Miggsie · 29/04/2010 12:38

Oh, and once my lodgers mate came round, saw we had some Creme eggs in a bowl and ate one, whole, without removing the wrapper. He then picked up my box of Thornton's chocs and ate 6...without asking.

I turned to him and said "you apolgise now and never do that again or you can get out of my house now and never come back".

Ah, the grovelling...I had him putting up my shelves and everything for years afterwards. He even proposed to me in the end.

LadyBiscuit · 29/04/2010 12:41

I am talking about adults pag. But I also think that a child who believes they have first dibs on all toys when another child comes to play isn't responsible for those ill manners, their parents are

OP posts:
GetOrfMoiLand · 29/04/2010 12:44

Does anyone else just want to go round to Expat's house with wine and chocolates and just sit there and talk?

I love the way she puts things.

GrumpyOldHorsewoman · 29/04/2010 12:47

I was considering starting a thread about poor child manners the other day.

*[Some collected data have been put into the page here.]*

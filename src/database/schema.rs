//! Table definitions
//!
//! A [`TableSchema`] describes one table: its name, ordered columns and
//! indexes. The table name is the identity the manager uses to remember which
//! tables were already synchronized, so two schemas with the same name are the
//! same table as far as migration tracking goes.

use anyhow::{anyhow, Result};
use std::collections::HashSet;

/// Column storage type
#[derive(Debug, Clone, Copy, PartialEq, Eq, Hash)]
pub enum ColumnType {
    Integer,
    Real,
    Text,
    Blob,
    Boolean,
    Timestamp,
}

/// A single column
#[derive(Debug, Clone, PartialEq, Eq)]
pub struct ColumnDef {
    pub name: String,
    pub column_type: ColumnType,
    pub primary_key: bool,
    pub not_null: bool,
    pub unique: bool,
    /// Raw SQL literal used as the column default
    pub default: Option<String>,
}

impl ColumnDef {
    pub fn new(name: impl Into<String>, column_type: ColumnType) -> Self {
        Self {
            name: name.into(),
            column_type,
            primary_key: false,
            not_null: false,
            unique: false,
            default: None,
        }
    }

    pub fn primary_key(mut self) -> Self {
        self.primary_key = true;
        self
    }

    pub fn not_null(mut self) -> Self {
        self.not_null = true;
        self
    }

    pub fn unique(mut self) -> Self {
        self.unique = true;
        self
    }

    pub fn default_value(mut self, sql: impl Into<String>) -> Self {
        self.default = Some(sql.into());
        self
    }
}

/// A secondary index over one or more columns
#[derive(Debug, Clone, PartialEq, Eq)]
pub struct IndexDef {
    pub name: String,
    pub columns: Vec<String>,
    pub unique: bool,
}

impl IndexDef {
    pub fn new(name: impl Into<String>, columns: &[&str]) -> Self {
        Self {
            name: name.into(),
            columns: columns.iter().map(|c| c.to_string()).collect(),
            unique: false,
        }
    }

    pub fn unique(mut self) -> Self {
        self.unique = true;
        self
    }
}

/// Types that describe the table they are stored in
pub trait Model {
    fn table_schema() -> TableSchema;
}

/// Definition of one table
#[derive(Debug, Clone, PartialEq, Eq)]
pub struct TableSchema {
    pub name: String,
    pub columns: Vec<ColumnDef>,
    pub indexes: Vec<IndexDef>,
}

impl TableSchema {
    pub fn new(name: impl Into<String>) -> Self {
        Self {
            name: name.into(),
            columns: Vec::new(),
            indexes: Vec::new(),
        }
    }

    /// Schema of a [`Model`] type
    pub fn of<M: Model>() -> Self {
        M::table_schema()
    }

    pub fn with_column(mut self, column: ColumnDef) -> Self {
        self.columns.push(column);
        self
    }

    pub fn with_index(mut self, index: IndexDef) -> Self {
        self.indexes.push(index);
        self
    }

    /// Look up a column by name (case-insensitive, like SQL identifiers)
    pub fn column(&self, name: &str) -> Option<&ColumnDef> {
        self.columns
            .iter()
            .find(|c| c.name.eq_ignore_ascii_case(name))
    }

    pub fn column_names(&self) -> Vec<&str> {
        self.columns.iter().map(|c| c.name.as_str()).collect()
    }

    /// Names of the primary key columns, in declaration order
    pub fn primary_key(&self) -> Vec<&str> {
        self.columns
            .iter()
            .filter(|c| c.primary_key)
            .map(|c| c.name.as_str())
            .collect()
    }

    /// Check the definition is usable before any DDL runs
    pub fn validate(&self) -> Result<()> {
        if self.name.trim().is_empty() {
            return Err(anyhow!("Table name must not be empty"));
        }
        if self.columns.is_empty() {
            return Err(anyhow!("Table '{}' has no columns", self.name));
        }

        let mut seen = HashSet::new();
        for column in &self.columns {
            if column.name.trim().is_empty() {
                return Err(anyhow!("Table '{}' has a column without a name", self.name));
            }
            if !seen.insert(column.name.to_lowercase()) {
                return Err(anyhow!(
                    "Table '{}' declares column '{}' more than once",
                    self.name,
                    column.name
                ));
            }
        }

        for index in &self.indexes {
            if index.name.trim().is_empty() {
                return Err(anyhow!("Table '{}' has an index without a name", self.name));
            }
            if index.columns.is_empty() {
                return Err(anyhow!("Index '{}' has no columns", index.name));
            }
            if let Some(missing) = index.columns.iter().find(|c| self.column(c).is_none()) {
                return Err(anyhow!(
                    "Index '{}' references unknown column '{}' on table '{}'",
                    index.name,
                    missing,
                    self.name
                ));
            }
        }

        Ok(())
    }
}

DD2 is friends with a girl whose parents are lovely and I get on really well with them. The girl can be lovely too, but she can also be quite rude. She will come into my house, turn over the TV and hang onto the remote control, refusing to hand it over. She has even shoved my DD and told her off in front of me because DD kept asking her to play outside and she didn't want to. She wanted to come for dinner a little while ago and requested something specific, which I made and then she never ate any of it, saying she only liked her mum's food. It makes me feel like I don't want to have other people's children in my house any more.

pagwatch · 29/04/2010 13:03

Oh LadyBiscuit, we should form some kind of Old Guffers club - I agree with you again.

GetOrfMoiLand · 29/04/2010 13:12

I think I am just a miserable old cow regarding things like these.

I used to have tp really bite my toiungue when dd's friend came round and started shouting the odds. I never gave alternate food though, if they didn't like what they were offered, started shrieking 'this is disguuuuuuuusting', I just shrugged. they weren't going to starve.

My nieces are really badly behaved and I hate it, they run round screaming, chase the cats, demand DVD be put on, demand obscure flavoured juice and other unavailable foodstuffs like some bloody spanish infanta, swear and just act like the centre of the world. Their parents just sit there and do nothing. last time they came round the eldest daughter (7) pulled her jeans down and mooned at me, and said that my hair was disgusting. Don't want them to come around again.

LadyBiscuit · 29/04/2010 13:18

GOML - you should join the Old Guffers club too. I think we should write a book 'How to Raise Children that Other Parents Will Like'

Although I distinctly remember my mother being a lot keener on some of my friends than others - the ones that I thought were smarmy and dull largely

Oh god I'm raising my children to be loved by parents, despised by other kids

OP posts:
oldspice · 29/04/2010 13:26

I'm loving this thread because I see rude people all the time and am genuinely stunned how people get away with being so impolite

Recently, my DD1 came home very happy because her tennis coach said she's the only child he has in his team of 20 that says 'please' and 'thank you'.

My mum drummed into us that good manners keep good friends. Needless to say, I have a great bunch of mates.